Electronic Thesis and Dissertation Repository

Thesis Format

Integrated Article


Master of Science




Heath, Matthew


The present work examined whether oculomotor deficits associated with a sport-related concussion (SRC) reflect an impairment to executive-based planning mechanisms or a task-based increase in concussion symptomology (e.g., headache, vertigo). Therefore, I employed a standardized measure of SRC symptom severity (SCAT-5), antisaccade performance and pupillometry metrics in persons with a SRC during early (i.e., initial assessment: ≤12 days post-SRC) and later (i.e., follow-up assessment: 14-30 days post-SRC) stages of recovery.
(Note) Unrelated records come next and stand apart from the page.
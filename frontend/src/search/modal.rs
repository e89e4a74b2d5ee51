use std::rc::Rc;

use web_sys::{HtmlInputElement, KeyboardEvent};
use yew::prelude::*;
use yew_hooks::prelude::*;
use yew_router::prelude::*;

use super::catalog::site_catalog;
use super::index::{group_by_category, Activation, Direction, SearchAction, SearchIndex, SearchSession};
use crate::dom::{self, DomProbe};
use crate::reporting::{use_reporter, ReportEvent};
use crate::Route;

#[function_component(SearchModal)]
pub fn search_modal() -> Html {
    let index = use_memo(|_| site_catalog(), ());
    let session = {
        let index: Rc<SearchIndex> = index.clone();
        use_reducer(move || SearchSession::new(index))
    };
    let notice = use_state(|| None::<String>);
    let input_ref = use_node_ref();
    let navigator = use_navigator();
    let reporter = use_reporter();

    // Ctrl/Cmd+K opens, Escape closes, from anywhere on the page.
    {
        let dispatcher = session.dispatcher();
        use_event_with_window("keydown", move |e: KeyboardEvent| {
            if (e.ctrl_key() || e.meta_key()) && e.key().eq_ignore_ascii_case("k") {
                e.prevent_default();
                dispatcher.dispatch(SearchAction::Open);
            } else if e.key() == "Escape" {
                dispatcher.dispatch(SearchAction::Close);
            }
        });
    }

    {
        let input_ref = input_ref.clone();
        let notice = notice.clone();
        use_effect_with_deps(
            move |is_open: &bool| {
                if *is_open {
                    if let Some(input) = input_ref.cast::<HtmlInputElement>() {
                        let _ = input.focus();
                    }
                } else {
                    notice.set(None);
                }
                || ()
            },
            session.is_open,
        );
    }

    let run_activation = {
        let session = session.clone();
        let notice = notice.clone();
        Callback::from(move |activation: Activation| match activation {
            Activation::ScrollTo(id) => {
                session.dispatch(SearchAction::Close);
                dom::scroll_to_anchor(&id);
            }
            Activation::Navigate(path) => {
                session.dispatch(SearchAction::Close);
                let route = Route::recognize(&path).unwrap_or(Route::NotFound);
                match &navigator {
                    Some(navigator) => navigator.push(&route),
                    None => log::warn!("No navigator available for {}", path),
                }
            }
            Activation::MissingAnchor(id) => {
                log::warn!("Search target #{} is not on this page", id);
                reporter.report(ReportEvent::SearchMiss { anchor: id });
                notice.set(Some("That section lives on the home page.".to_string()));
            }
        })
    };

    let open = {
        let session = session.clone();
        Callback::from(move |_: MouseEvent| session.dispatch(SearchAction::Open))
    };

    let close = {
        let session = session.clone();
        Callback::from(move |_: MouseEvent| session.dispatch(SearchAction::Close))
    };

    let oninput = {
        let session = session.clone();
        let notice = notice.clone();
        Callback::from(move |e: InputEvent| {
            let input: HtmlInputElement = e.target_unchecked_into();
            notice.set(None);
            session.dispatch(SearchAction::Query(input.value()));
        })
    };

    let onkeydown = {
        let session = session.clone();
        let run_activation = run_activation.clone();
        Callback::from(move |e: KeyboardEvent| match e.key().as_str() {
            "ArrowDown" => {
                e.prevent_default();
                session.dispatch(SearchAction::Advance(Direction::Next));
            }
            "ArrowUp" => {
                e.prevent_default();
                session.dispatch(SearchAction::Advance(Direction::Previous));
            }
            "Enter" => {
                e.prevent_default();
                if let Some(activation) = session.activate_selected(&DomProbe) {
                    run_activation.emit(activation);
                }
            }
            _ => {}
        })
    };

    let stop_propagation = Callback::from(|e: MouseEvent| e.stop_propagation());

    // Portal into <body>: inside the blurred nav the fixed backdrop would be
    // clipped to the nav's box.
    let overlay = if session.is_open {
        html! {
            <div class="search-backdrop" onclick={close}>
                <style>
                    {r#"
                        .search-backdrop {
                            position: fixed;
                            inset: 0;
                            background: rgba(10, 10, 20, 0.7);
                            backdrop-filter: blur(6px);
                            display: flex;
                            justify-content: center;
                            align-items: flex-start;
                            padding-top: 12vh;
                            z-index: 1000;
                        }
                        .search-panel {
                            width: min(600px, 92vw);
                            background: rgba(30, 30, 30, 0.95);
                            border: 1px solid rgba(126, 178, 255, 0.2);
                            border-radius: 16px;
                            box-shadow: 0 16px 48px rgba(0, 0, 0, 0.4);
                            overflow: hidden;
                        }
                        .search-panel input {
                            width: 100%;
                            padding: 1.2rem 1.5rem;
                            font-size: 1.1rem;
                            background: transparent;
                            border: none;
                            border-bottom: 1px solid rgba(255, 255, 255, 0.08);
                            color: #fff;
                            outline: none;
                        }
                        .search-group h4 {
                            margin: 0;
                            padding: 0.8rem 1.5rem 0.4rem;
                            font-size: 0.75rem;
                            text-transform: uppercase;
                            letter-spacing: 0.08em;
                            color: #7EB2FF;
                        }
                        .search-result {
                            padding: 0.7rem 1.5rem;
                            color: #ddd;
                            cursor: pointer;
                        }
                        .search-result.selected,
                        .search-result:hover {
                            background: rgba(126, 178, 255, 0.12);
                            color: #fff;
                        }
                        .search-empty,
                        .search-notice {
                            padding: 1rem 1.5rem;
                            color: #999;
                        }
                    "#}
                </style>
                <div class="search-panel" onclick={stop_propagation} role="dialog" aria-modal="true">
                    <input
                        ref={input_ref}
                        type="search"
                        placeholder={format!("Search {} pages and services...", index.len())}
                        value={session.query.clone()}
                        {oninput}
                        {onkeydown}
                    />
                    if let Some(message) = (*notice).as_ref() {
                        <div class="search-notice">{message}</div>
                    }
                    if !session.query.trim().is_empty() && session.results.is_empty() {
                        <div class="search-empty">{format!("Nothing matches \"{}\"", session.query)}</div>
                    }
                    {
                        group_by_category(&session.results).into_iter().map(|(category, members)| {
                            html! {
                                <div class="search-group" key={category.to_string()}>
                                    <h4>{category}</h4>
                                    {
                                        members.into_iter().map(|(position, result)| {
                                            let onclick = {
                                                let session = session.clone();
                                                let run_activation = run_activation.clone();
                                                Callback::from(move |_: MouseEvent| {
                                                    session.dispatch(SearchAction::Select(position));
                                                    if let Some(activation) = session.activate_index(position, &DomProbe) {
                                                        run_activation.emit(activation);
                                                    }
                                                })
                                            };
                                            html! {
                                                <div
                                                    class={classes!("search-result", (session.selected == Some(position)).then(|| "selected"))}
                                                    {onclick}
                                                >
                                                    {result.title()}
                                                </div>
                                            }
                                        }).collect::<Html>()
                                    }
                                </div>
                            }
                        }).collect::<Html>()
                    }
                </div>
            </div>
        }
    } else {
        html! {}
    };
    let overlay = match web_sys::window().and_then(|w| w.document()).and_then(|d| d.body()) {
        Some(body) => yew::create_portal(overlay, body.into()),
        None => overlay,
    };

    html! {
        <>
            <button class="search-trigger" onclick={open} aria-label="Search the site">
                {"🔍"}
                <span class="search-shortcut">{"Ctrl K"}</span>
            </button>
            {overlay}
        </>
    }
}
In the initial assessment, the SRC group yielded longer reaction times (RT) (p=0.001), increased directional errors (p=0.002) and larger task-evoked pupil dilations (TEPD) (p=0.004) than the control group. The follow-up assessment indicated that RTs did not reliably vary between groups (p=0.155); however, the SRC group demonstrated more directional errors and larger TEPDs (p<0.03). Moreover, SCAT-5 symptom severity indicated that the oculomotor assessment did not increase symptom burden (p=0.622). Accordingly, I propose that a SRC impairs executive-based oculomotor planning mechanisms.

Summary for Lay Audience

Executive function is a component of cognition that supports our ability to process and respond to single and multiple stimuli, maintain task goals in working memory, and assert high-level inhibitory control. Indeed, executive dysfunction has been identified as a persistent issue in individuals who sustain a sport-related concussion (SRC). The antisaccade task (i.e., eye movement mirror-symmetrical to a target) may serve as an effective tool for the identification and management of executive dysfunction following a SRC. Convergent evidence indicates that persons with a SRC exhibit longer antisaccade reaction times and produce more directional errors than their age-matched healthy controls during their concussion recover – deficits that persist even when the clinical signs of a SRC resolve. It is, however, unclear whether antisaccade performance deficits directly relate to impaired executive control or reflect a task-based increase in symptom burden (e.g., difficulty concentrating, headache, vertigo) associated with the administration of the antisaccade task. Therefore, the current study employed a standardized SRC concussion symptom checklist (i.e., Sport Concussion Assessment Tool: SCAT-5) in combination with antisaccade performance and pupillometry measures in persons with a SRC – and their age- and sex-matched controls – during the early (≤12 days post-SRC) (i.e. initial assessment) and later (14-30 days post-SRC) (i.e. follow-up assessment) stages of recovery. I included a measure of pupil dilation during antisaccade planning because some work has suggested that increased pupil dilation provides a proxy for increased executive demands in response preparation. At the initial assessment, the SRC group exhibited longer antisaccade reaction times, increased directional errors and larger pupil dilations than the control group. At the follow-up assessment, the SRC and control groups demonstrated comparable reaction times; however, the former continued to demonstrate increased directional errors and larger pupil dilations. SCAT-5 symptom scores indicated that the oculomotor assessment did not influence task-based symptom burden. The results therefore demonstrate that antisaccade performance deficits following a SRC relate to executive dysfunction in the planning mechanisms supporting antisaccades, and further suggest that the antisaccade task may serve to support SRC diagnosis and management.